== Your objective ==
Each entry is to be printed again word for word.
********************
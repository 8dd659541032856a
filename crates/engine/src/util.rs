//! Internal helpers for model validation and conversion.
//!
//! These utilities are **not** part of the public API.

use uuid::Uuid;

use crate::{EngineError, ResultEngine};

/// Parse a UUID from storage and return a labeled error on failure.
pub(crate) fn parse_uuid(value: &str, label: &str) -> ResultEngine<Uuid> {
    Uuid::parse_str(value).map_err(|_| EngineError::InvalidId(format!("invalid {label} id")))
}

/// Trim free text; blank input becomes `None`.
pub(crate) fn normalize_optional_text(value: Option<&str>) -> Option<String> {
    value
        .map(str::trim)
        .filter(|s| !s.is_empty())
        .map(ToString::to_string)
}

#[cfg(test)]
mod tests {
    use super::*;

    #[test]
    fn blank_text_is_dropped() {
        assert_eq!(normalize_optional_text(Some("  ")), None);
        assert_eq!(normalize_optional_text(None), None);
        assert_eq!(
            normalize_optional_text(Some(" rent ")),
            Some("rent".to_string())
        );
    }

    #[test]
    fn parse_uuid_labels_the_failure() {
        assert_eq!(
            parse_uuid("nope", "debt"),
            Err(EngineError::InvalidId("invalid debt id".to_string()))
        );
    }
}
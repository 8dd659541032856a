use sea_orm::Database;
use sea_orm_migration::prelude::*;

#[tokio::main]
async fn main() -> Result<(), Box<dyn std::error::Error + Send + Sync>> {
    let mut args = std::env::args().skip(1);
    let cmd = args.next().unwrap_or_else(|| "up".to_string());

    let db_url = std::env::var("DATABASE_URL")
        .unwrap_or_else(|_| "sqlite:./settlement.db?mode=rwc".to_string());

    let db = Database::connect(&db_url).await?;

    match cmd.as_str() {
        "up" => migration::Migrator::up(&db, None).await?,
        "down" => migration::Migrator::down(&db, None).await?,
        "fresh" => migration::Migrator::fresh(&db).await?,
        "status" => {
            migration::Migrator::status(&db).await?;
        }
        _ => {
            eprintln!("Usage: cargo run -p migration -- [up|down|fresh|status]");
            std::process::exit(2);
        }
    }

    Ok(())
}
********************
== Task output ==
repository 8dd659541032856a
filename crates/engine/src/util.rs
//! Internal helpers for model validation and conversion.
//!
//! These utilities are **not** part of the public API.

use uuid::Uuid;

use crate::{EngineError, ResultEngine};

/// Parse a UUID from storage and return a labeled error on failure.
pub(crate) fn parse_uuid(value: &str, label: &str) -> ResultEngine<Uuid> {
    Uuid::parse_str(value).map_err(|_| EngineError::InvalidId(format!("invalid {label} id")))
}

/// Trim free text; blank input becomes `None`.
pub(crate) fn normalize_optional_text(value: Option<&str>) -> Option<String> {
    value
        .map(str::trim)
        .filter(|s| !s.is_empty())
        .map(ToString::to_string)
}

#[cfg(test)]
mod tests {
    use super::*;

    #[test]
    fn blank_text_is_dropped() {
        assert_eq!(normalize_optional_text(Some("  ")), None);
        assert_eq!(normalize_optional_text(None), None);
        assert_eq!(
            normalize_optional_text(Some(" rent ")),
            Some("rent".to_string())
        );
    }

    #[test]
    fn parse_uuid_labels_the_failure() {
        assert_eq!(
            parse_uuid("nope", "debt"),
            Err(EngineError::InvalidId("invalid debt id".to_string()))
        );
    }
}
repository 8dd659541032856a
use sea_orm::Database;
use sea_orm_migration::prelude::*;

#[tokio::main]
async fn main() -> Result<(), Box<dyn std::error::Error + Send + Sync>> {
    let mut args = std::env::args().skip(1);
    let cmd = args.next().unwrap_or_else(|| "up".to_string());

    let db_url = std::env::var("DATABASE_URL")
        .unwrap_or_else(|_| "sqlite:./settlement.db?mode=rwc".to_string());

    let db = Database::connect(&db_url).await?;

    match cmd.as_str() {
        "up" => migration::Migrator::up(&db, None).await?,
        "down" => migration::Migrator::down(&db, None).await?,
        "fresh" => migration::Migrator::fresh(&db).await?,
        "status" => {
            migration::Migrator::status(&db).await?;
        }
        _ => {
            eprintln!("Usage: cargo run -p migration -- [up|down|fresh|status]");
            std::process::exit(2);
        }
    }

    Ok(())
}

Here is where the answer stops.